◆ Exercise prompt:
Copy out each line of the entries below in which the string "reached" appears.

*** Block opens ***

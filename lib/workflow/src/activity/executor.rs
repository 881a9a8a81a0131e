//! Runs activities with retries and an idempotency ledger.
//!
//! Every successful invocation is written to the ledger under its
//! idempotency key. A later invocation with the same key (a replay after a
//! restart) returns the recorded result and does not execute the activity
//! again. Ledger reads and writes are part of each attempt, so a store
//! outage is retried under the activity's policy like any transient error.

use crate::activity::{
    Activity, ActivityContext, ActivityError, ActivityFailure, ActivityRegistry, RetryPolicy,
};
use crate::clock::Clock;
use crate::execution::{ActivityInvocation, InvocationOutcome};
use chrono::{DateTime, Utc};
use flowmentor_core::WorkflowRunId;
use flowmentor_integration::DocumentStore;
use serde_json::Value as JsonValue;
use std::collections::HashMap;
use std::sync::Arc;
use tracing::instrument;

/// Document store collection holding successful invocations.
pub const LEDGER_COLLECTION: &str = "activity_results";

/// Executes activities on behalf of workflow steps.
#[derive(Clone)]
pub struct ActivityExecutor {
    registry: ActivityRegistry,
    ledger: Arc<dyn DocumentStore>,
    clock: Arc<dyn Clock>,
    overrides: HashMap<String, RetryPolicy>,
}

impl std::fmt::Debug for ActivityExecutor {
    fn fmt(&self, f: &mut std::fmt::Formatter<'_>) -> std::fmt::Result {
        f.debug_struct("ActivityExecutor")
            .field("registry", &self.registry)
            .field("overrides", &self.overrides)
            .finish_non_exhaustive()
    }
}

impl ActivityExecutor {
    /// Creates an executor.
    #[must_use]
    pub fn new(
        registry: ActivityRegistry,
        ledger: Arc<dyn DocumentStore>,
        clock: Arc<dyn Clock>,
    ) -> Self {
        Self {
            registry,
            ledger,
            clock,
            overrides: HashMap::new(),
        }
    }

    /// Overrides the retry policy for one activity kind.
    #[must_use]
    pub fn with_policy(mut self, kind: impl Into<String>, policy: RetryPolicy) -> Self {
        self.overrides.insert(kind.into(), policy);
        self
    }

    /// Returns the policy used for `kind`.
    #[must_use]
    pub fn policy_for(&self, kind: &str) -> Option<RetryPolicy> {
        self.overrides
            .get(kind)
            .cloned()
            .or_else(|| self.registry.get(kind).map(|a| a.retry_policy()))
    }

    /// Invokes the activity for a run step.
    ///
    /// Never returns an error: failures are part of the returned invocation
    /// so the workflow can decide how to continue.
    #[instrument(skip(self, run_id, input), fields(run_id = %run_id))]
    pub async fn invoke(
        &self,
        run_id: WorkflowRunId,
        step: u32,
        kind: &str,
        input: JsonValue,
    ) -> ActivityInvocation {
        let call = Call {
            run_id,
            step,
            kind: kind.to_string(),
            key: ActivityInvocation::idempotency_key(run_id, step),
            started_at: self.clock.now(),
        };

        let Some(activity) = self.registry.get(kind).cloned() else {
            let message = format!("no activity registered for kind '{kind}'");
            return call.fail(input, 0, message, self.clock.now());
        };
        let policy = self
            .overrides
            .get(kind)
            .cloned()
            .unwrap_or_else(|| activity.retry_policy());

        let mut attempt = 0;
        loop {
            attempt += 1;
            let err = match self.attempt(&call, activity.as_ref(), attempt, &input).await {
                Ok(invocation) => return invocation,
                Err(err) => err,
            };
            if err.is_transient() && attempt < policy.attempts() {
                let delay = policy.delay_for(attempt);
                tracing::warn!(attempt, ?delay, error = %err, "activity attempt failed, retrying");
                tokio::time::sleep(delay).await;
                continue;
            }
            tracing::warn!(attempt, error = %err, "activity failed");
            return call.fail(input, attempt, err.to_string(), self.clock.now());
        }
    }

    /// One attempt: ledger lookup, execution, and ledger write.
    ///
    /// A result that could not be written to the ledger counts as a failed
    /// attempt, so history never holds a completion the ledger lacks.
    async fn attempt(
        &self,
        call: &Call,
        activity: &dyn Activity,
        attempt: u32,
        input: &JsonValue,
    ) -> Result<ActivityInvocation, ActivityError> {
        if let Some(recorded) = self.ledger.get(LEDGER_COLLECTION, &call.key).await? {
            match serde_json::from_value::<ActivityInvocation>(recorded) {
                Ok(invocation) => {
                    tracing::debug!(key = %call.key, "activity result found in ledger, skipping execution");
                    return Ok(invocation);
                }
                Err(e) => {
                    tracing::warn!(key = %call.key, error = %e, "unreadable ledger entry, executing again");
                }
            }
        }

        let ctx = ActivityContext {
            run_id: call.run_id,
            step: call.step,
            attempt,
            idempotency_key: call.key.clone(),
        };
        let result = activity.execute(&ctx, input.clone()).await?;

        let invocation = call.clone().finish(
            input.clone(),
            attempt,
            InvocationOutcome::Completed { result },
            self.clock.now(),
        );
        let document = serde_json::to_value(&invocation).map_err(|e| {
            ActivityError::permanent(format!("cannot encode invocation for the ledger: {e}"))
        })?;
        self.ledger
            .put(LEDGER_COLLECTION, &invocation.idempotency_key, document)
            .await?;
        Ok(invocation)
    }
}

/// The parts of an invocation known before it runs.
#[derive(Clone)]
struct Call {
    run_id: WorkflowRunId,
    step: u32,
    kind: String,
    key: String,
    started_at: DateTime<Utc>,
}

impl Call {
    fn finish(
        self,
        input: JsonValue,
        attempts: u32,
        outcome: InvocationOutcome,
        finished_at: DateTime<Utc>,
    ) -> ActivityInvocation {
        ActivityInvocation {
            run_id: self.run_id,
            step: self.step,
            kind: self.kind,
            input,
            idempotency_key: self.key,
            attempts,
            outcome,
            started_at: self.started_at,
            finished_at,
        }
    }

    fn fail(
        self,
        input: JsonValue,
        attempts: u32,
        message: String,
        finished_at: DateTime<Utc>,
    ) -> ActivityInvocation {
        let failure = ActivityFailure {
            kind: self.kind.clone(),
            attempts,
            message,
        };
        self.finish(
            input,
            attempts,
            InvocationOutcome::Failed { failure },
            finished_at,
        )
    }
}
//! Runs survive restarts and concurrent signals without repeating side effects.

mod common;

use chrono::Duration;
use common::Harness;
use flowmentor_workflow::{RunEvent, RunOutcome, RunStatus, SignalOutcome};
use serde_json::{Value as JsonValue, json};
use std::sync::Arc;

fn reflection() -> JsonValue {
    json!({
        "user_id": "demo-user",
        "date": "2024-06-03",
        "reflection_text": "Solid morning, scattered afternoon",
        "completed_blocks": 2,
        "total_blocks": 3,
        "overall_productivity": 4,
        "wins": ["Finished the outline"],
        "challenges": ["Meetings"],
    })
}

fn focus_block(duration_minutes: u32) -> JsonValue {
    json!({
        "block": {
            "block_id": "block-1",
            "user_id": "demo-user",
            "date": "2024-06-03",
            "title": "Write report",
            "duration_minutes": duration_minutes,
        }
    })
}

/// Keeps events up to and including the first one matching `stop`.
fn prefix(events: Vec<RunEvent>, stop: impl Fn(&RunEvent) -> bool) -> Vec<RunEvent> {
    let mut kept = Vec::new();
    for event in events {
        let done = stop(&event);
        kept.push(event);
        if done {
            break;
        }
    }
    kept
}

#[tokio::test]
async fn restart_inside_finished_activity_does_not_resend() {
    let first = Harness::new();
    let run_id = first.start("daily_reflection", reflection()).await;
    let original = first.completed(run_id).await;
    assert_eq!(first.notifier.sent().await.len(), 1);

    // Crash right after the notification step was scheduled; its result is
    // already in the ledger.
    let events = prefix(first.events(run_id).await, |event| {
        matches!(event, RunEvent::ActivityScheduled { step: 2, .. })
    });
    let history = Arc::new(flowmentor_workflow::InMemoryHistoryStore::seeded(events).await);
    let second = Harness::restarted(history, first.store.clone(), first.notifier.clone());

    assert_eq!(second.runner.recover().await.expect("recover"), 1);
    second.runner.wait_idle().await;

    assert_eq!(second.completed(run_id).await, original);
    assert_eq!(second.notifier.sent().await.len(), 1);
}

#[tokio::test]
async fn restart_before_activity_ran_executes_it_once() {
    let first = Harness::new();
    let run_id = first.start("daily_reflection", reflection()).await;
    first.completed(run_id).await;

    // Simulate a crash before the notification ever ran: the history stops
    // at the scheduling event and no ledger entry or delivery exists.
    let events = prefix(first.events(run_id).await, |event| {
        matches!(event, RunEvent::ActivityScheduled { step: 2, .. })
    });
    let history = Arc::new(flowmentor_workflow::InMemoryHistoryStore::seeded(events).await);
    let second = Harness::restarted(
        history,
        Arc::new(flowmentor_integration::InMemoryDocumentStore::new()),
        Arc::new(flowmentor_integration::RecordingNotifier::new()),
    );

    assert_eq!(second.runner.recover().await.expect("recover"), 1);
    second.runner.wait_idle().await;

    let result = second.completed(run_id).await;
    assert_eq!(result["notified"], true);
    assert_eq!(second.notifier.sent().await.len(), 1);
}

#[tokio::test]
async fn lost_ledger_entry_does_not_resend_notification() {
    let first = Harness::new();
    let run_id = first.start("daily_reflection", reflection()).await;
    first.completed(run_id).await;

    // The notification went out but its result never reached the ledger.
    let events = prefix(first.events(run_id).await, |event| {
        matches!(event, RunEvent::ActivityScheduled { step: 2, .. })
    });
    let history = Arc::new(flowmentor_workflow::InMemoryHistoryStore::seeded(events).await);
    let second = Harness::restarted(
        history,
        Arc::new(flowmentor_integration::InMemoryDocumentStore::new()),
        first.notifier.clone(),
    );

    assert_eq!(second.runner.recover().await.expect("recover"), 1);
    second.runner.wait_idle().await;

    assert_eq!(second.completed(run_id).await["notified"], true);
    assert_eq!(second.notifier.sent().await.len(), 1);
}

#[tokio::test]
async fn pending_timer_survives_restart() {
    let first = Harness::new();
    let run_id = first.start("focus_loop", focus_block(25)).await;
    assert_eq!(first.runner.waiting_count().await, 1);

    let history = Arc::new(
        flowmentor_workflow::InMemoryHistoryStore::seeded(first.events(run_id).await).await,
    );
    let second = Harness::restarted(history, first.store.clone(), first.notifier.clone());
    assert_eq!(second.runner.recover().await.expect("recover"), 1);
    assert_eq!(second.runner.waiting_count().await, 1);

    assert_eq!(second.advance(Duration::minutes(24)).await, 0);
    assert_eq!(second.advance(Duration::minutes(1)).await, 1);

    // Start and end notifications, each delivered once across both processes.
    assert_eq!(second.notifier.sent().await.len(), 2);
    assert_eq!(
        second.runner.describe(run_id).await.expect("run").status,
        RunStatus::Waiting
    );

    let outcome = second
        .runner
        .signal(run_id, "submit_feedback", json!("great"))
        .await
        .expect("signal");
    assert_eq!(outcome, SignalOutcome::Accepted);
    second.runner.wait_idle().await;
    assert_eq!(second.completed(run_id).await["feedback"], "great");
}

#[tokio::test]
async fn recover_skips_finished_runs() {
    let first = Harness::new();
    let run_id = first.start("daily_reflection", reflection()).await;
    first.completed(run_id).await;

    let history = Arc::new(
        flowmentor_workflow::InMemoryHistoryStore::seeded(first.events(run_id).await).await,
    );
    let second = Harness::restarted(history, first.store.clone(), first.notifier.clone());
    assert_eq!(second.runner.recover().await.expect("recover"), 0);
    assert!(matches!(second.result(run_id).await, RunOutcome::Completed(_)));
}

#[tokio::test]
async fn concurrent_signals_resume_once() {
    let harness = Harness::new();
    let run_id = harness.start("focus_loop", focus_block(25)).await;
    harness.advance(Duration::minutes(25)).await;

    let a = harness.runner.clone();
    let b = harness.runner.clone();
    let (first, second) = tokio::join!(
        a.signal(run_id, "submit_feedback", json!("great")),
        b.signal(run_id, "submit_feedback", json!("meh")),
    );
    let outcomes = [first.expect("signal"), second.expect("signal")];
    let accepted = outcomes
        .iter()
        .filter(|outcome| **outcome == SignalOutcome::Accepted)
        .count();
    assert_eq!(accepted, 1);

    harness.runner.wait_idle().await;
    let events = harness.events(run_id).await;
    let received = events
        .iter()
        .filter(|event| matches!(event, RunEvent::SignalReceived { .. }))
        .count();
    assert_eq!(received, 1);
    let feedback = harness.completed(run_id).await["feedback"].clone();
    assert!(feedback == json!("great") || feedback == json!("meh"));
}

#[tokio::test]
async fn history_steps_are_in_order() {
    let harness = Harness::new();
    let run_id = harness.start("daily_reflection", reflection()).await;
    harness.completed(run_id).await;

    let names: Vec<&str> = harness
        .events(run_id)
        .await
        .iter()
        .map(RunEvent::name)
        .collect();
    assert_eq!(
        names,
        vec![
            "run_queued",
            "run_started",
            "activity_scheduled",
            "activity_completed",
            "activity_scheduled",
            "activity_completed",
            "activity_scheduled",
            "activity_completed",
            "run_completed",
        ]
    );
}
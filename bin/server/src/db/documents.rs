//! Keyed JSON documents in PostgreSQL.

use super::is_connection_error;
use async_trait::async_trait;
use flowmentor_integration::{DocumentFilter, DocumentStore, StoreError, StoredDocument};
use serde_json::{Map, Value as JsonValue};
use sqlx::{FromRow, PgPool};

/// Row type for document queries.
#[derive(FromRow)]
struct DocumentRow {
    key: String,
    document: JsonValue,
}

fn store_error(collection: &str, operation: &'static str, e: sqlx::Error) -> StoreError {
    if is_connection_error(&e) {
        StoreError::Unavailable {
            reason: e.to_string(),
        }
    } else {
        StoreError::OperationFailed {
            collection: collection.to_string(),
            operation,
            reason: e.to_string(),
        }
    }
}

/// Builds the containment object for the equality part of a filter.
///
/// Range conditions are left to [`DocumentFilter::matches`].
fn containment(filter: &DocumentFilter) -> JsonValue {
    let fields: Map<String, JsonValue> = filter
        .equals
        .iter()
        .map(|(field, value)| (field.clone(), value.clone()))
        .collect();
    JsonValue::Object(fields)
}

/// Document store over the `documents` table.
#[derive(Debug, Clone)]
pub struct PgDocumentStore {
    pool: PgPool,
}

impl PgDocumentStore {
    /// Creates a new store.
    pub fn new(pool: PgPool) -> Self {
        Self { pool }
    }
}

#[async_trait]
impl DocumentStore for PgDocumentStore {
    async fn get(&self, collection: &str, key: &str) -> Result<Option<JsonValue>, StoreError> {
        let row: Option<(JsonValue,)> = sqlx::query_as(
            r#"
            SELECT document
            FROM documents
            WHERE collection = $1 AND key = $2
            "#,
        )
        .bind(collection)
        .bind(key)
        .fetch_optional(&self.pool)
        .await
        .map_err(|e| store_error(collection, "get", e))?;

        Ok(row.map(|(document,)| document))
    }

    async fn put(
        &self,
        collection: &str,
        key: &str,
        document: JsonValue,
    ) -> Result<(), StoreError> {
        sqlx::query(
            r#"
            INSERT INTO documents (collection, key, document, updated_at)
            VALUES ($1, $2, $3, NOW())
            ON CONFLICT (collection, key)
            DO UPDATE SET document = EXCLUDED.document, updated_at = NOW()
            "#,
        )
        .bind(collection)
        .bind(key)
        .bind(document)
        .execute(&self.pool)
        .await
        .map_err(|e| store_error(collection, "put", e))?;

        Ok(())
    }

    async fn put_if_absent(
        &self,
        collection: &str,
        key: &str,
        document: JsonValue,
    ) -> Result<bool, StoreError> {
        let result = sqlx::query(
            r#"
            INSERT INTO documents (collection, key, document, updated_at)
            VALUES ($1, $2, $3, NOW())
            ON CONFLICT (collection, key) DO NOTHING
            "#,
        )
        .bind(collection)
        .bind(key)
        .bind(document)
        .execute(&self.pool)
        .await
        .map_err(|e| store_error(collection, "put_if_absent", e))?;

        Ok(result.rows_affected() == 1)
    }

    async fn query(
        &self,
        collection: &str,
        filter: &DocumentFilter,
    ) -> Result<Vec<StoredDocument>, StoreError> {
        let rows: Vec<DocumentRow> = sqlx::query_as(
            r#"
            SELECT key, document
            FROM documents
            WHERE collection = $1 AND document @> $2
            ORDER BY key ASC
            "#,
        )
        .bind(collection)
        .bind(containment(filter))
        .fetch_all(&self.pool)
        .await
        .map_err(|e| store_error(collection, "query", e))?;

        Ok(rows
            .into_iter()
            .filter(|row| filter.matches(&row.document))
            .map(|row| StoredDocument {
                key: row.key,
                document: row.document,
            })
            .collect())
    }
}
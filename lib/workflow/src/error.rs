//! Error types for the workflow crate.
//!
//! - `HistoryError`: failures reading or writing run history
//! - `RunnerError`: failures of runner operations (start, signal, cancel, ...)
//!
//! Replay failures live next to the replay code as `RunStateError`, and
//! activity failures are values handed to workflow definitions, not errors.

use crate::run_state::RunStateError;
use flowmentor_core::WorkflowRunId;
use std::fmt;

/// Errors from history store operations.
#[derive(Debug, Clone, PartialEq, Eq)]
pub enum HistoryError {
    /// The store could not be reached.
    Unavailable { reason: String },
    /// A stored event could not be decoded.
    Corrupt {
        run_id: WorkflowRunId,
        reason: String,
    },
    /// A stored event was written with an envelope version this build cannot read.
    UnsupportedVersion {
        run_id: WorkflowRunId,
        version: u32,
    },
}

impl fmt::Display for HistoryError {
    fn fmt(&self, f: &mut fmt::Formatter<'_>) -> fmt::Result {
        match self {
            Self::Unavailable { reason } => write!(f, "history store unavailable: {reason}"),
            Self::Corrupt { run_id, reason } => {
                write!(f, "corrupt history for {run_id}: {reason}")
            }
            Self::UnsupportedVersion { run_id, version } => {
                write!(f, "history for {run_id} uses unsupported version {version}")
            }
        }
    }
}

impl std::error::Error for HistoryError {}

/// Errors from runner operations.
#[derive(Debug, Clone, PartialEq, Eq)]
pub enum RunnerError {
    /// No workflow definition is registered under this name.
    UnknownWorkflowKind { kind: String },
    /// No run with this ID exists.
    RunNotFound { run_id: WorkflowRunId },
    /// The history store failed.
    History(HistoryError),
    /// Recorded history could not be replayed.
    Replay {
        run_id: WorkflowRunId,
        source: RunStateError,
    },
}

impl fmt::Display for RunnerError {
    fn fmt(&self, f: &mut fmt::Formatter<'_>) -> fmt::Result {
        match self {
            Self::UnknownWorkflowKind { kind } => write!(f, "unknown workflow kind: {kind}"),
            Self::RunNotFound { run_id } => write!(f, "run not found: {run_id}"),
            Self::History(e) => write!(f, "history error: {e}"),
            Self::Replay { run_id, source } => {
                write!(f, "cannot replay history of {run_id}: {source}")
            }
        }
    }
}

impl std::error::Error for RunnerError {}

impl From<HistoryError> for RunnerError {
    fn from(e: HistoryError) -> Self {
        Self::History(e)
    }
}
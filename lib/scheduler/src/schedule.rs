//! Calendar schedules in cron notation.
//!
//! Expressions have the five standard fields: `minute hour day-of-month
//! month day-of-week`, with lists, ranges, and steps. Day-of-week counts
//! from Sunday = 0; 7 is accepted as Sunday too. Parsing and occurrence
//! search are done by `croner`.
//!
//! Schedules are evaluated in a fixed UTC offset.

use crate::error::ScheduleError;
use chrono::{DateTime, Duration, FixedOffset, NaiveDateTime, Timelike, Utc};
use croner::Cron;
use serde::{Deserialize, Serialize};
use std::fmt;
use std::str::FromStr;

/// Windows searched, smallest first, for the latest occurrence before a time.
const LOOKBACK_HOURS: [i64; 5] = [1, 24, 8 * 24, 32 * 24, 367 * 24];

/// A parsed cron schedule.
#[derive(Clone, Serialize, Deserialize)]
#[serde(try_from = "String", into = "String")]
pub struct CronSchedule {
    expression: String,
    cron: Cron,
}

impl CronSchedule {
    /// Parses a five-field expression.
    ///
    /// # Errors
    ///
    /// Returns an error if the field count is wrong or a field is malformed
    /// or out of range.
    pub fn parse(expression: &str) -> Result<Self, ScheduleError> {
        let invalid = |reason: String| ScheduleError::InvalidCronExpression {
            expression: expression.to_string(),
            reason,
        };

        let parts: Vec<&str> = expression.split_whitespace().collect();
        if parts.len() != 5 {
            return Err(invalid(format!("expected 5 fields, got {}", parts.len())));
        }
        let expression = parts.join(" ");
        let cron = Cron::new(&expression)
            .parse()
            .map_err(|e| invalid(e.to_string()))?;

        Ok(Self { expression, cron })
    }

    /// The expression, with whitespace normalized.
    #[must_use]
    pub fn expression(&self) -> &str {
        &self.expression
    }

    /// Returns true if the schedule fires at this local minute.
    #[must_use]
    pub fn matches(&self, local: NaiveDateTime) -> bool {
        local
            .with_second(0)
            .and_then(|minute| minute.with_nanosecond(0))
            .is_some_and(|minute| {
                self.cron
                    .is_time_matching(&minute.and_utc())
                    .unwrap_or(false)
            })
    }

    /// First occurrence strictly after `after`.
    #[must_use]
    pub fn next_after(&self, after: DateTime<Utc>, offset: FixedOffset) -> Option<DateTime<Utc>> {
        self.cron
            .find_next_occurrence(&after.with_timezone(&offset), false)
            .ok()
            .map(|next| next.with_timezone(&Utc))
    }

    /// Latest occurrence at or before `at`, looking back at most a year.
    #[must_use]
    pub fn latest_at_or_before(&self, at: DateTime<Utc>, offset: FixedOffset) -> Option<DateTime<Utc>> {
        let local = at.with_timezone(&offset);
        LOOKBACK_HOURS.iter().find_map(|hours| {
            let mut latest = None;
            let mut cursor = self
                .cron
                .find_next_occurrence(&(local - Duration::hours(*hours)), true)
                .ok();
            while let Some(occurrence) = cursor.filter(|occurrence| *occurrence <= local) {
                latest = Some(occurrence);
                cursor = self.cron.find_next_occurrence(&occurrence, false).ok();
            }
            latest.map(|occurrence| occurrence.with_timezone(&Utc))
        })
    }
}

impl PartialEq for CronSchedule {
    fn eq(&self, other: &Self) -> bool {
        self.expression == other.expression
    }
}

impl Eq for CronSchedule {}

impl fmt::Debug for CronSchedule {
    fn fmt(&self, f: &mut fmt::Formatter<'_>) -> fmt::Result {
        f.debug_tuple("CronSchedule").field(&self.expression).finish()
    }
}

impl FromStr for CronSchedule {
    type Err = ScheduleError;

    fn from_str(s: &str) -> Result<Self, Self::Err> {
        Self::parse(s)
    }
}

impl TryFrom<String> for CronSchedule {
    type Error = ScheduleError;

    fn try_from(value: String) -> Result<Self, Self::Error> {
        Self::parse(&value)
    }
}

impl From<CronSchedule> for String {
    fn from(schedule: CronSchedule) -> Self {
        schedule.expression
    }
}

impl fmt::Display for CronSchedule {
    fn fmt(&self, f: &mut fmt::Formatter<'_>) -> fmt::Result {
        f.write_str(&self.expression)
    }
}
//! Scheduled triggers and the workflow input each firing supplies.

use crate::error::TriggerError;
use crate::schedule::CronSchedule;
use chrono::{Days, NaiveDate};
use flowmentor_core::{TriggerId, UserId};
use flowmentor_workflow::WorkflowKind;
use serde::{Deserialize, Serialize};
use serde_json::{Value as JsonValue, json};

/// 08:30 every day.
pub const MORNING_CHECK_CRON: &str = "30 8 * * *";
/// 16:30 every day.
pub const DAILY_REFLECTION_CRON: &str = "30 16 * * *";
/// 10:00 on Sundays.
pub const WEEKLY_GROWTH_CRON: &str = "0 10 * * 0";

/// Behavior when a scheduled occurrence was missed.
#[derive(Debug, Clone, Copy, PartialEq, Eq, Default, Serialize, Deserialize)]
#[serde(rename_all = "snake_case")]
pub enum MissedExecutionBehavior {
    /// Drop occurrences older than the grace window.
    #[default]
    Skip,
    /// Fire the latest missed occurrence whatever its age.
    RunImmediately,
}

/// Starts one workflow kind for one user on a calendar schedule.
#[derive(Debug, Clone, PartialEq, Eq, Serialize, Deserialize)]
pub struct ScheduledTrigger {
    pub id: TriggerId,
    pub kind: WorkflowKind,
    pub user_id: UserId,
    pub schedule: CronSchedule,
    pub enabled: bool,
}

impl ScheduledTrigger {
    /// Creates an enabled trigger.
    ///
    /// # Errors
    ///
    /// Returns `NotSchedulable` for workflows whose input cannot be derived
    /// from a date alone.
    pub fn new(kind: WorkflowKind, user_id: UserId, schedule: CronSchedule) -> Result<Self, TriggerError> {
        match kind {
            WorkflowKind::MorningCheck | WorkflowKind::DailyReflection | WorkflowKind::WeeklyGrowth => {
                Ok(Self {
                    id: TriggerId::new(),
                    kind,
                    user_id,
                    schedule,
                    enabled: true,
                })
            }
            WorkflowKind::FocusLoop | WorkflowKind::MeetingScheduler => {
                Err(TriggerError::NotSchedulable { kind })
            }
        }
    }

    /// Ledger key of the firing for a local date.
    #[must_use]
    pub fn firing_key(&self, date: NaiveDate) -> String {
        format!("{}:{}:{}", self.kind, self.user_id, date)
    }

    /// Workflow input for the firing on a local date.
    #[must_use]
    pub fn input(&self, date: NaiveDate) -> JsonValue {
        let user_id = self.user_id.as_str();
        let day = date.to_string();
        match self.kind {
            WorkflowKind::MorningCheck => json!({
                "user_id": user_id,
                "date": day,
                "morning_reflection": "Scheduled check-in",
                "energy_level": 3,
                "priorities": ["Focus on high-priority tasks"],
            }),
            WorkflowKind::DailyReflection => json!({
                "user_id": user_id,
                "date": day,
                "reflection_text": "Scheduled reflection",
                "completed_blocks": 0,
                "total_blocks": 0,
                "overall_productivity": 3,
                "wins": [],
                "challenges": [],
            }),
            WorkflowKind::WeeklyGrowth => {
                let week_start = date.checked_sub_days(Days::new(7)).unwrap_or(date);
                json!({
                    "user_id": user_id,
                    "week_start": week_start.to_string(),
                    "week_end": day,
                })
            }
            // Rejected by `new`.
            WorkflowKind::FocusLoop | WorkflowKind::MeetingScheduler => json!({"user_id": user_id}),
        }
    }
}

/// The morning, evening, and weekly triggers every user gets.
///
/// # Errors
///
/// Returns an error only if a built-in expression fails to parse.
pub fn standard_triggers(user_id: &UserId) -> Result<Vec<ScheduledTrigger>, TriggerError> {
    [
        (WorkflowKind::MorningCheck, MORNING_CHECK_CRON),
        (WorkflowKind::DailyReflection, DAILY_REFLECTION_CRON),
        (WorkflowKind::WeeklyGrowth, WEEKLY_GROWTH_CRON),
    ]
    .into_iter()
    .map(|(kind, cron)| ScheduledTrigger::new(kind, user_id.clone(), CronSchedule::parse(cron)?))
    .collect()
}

*** Block closes ***

◆ Solved problem:
    // The notification went out but its result never reached the ledger.
    /// The store could not be reached.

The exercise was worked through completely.